Tuesday, May 12, 2015
Ari is a talented dancer who has just lost her boyfriend Win to an unspecified accident. She approaches the local hekamist and asks for a permanent spell to erase Win's memory. Every spell comes at a cost, and Ari is convinced she can handle the consequences--but when she loses her ability to dance and can't even remember the reason why she gave it up in the first place, she becomes bitter and pulls away from her friends.
Kay is so hurt by her older sister's abandonment that she'll do anything she can to keep her friends Ari and Diana close to her--even cast a tethering spell on them so they can't travel more than fifty miles away from her. But her friends are pulling away from her, emotionally and physically, and Kay is getting more and more desperate that the consequences of her tether may be their undoing.
Markos is angry at the world after his best friend Win dies, and no one understands. Not Ari, not his brothers, not his mom. The only person who bothers to stick around is Diana, and Markos is afraid at how easy it would be for him to hurt her. As he questions the circumstances leading up to Win's death, Markos uncovers a trail of secrets about his own family that lead back to the hekamist.
Win speaks from beyond the grave in flashbacks that reveal what he didn't tell anyone else about his depression, his strange relationship with the hekamist's daughter, and the events that led up to his death. Perhaps it wasn't quite so accidental...

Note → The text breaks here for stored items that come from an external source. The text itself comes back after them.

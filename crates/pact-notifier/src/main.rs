use std::sync::Arc;

use anyhow::Result;
use pact_contracts::OverdueSweep;
use pact_platform::{PgDocumentStore, RedisBus, ServiceConfig, connect_database, ensure_schema};
use tokio::time::{MissedTickBehavior, interval};
use tracing::{error, info};

#[tokio::main]
async fn main() -> Result<()> {
    tracing_subscriber::fmt()
        .with_env_filter(std::env::var("RUST_LOG").unwrap_or_else(|_| {
            "pact_notifier=info,pact_contracts=info".to_string()
        }))
        .init();

    let config = ServiceConfig::from_env()?;
    let pool = connect_database(&config.database_url).await?;
    ensure_schema(&pool).await?;
    let redis = RedisBus::connect(&config.redis_url)?;

    let sweep = OverdueSweep::new(Arc::new(PgDocumentStore::new(pool)), Arc::new(redis));

    let mut ticker = interval(config.sweep_interval);
    ticker.set_missed_tick_behavior(MissedTickBehavior::Delay);
    info!(
        "overdue notifier sweeping every {}s",
        config.sweep_interval.as_secs()
    );

    let shutdown = tokio::signal::ctrl_c();
    tokio::pin!(shutdown);

    loop {
        tokio::select! {
            _ = ticker.tick() => {
                if let Err(err) = sweep.run_once().await {
                    error!("overdue sweep failed: {err}");
                }
            }
            _ = &mut shutdown => {
                info!("shutting down");
                return Ok(());
            }
        }
    }
}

Lehrman entwines these four voices to create an unsettling novel about action, reaction, and responsibility. Her language is compelling and beautiful, the characters are flawed and fascinating, but perhaps what's most impressive about this story is the scope and subtle complexity of the plot. Everything is connected in small ways that gradually become evident, building to a tension-filled and dangerous climax you really won't see coming, but is also quite inevitable.
If you like character-driven mysteries with a side of the magical, all the while grounded in the real world, then I can't recommend The Cost of All Things enough. Reviewers have been comparing it to We Were Liars by E. Lockhart--that's a fair comparison and the books have similar settings, but I'd also add that it's similar in tone and feel to The Curseworkers trilogy by Holly Black and The Raven Boys by Maggie Stiefvater. You really don't want to miss it--and THAT COVER! Beautiful.
The Cost of All Things is out today! I borrowed an ARC from a friend.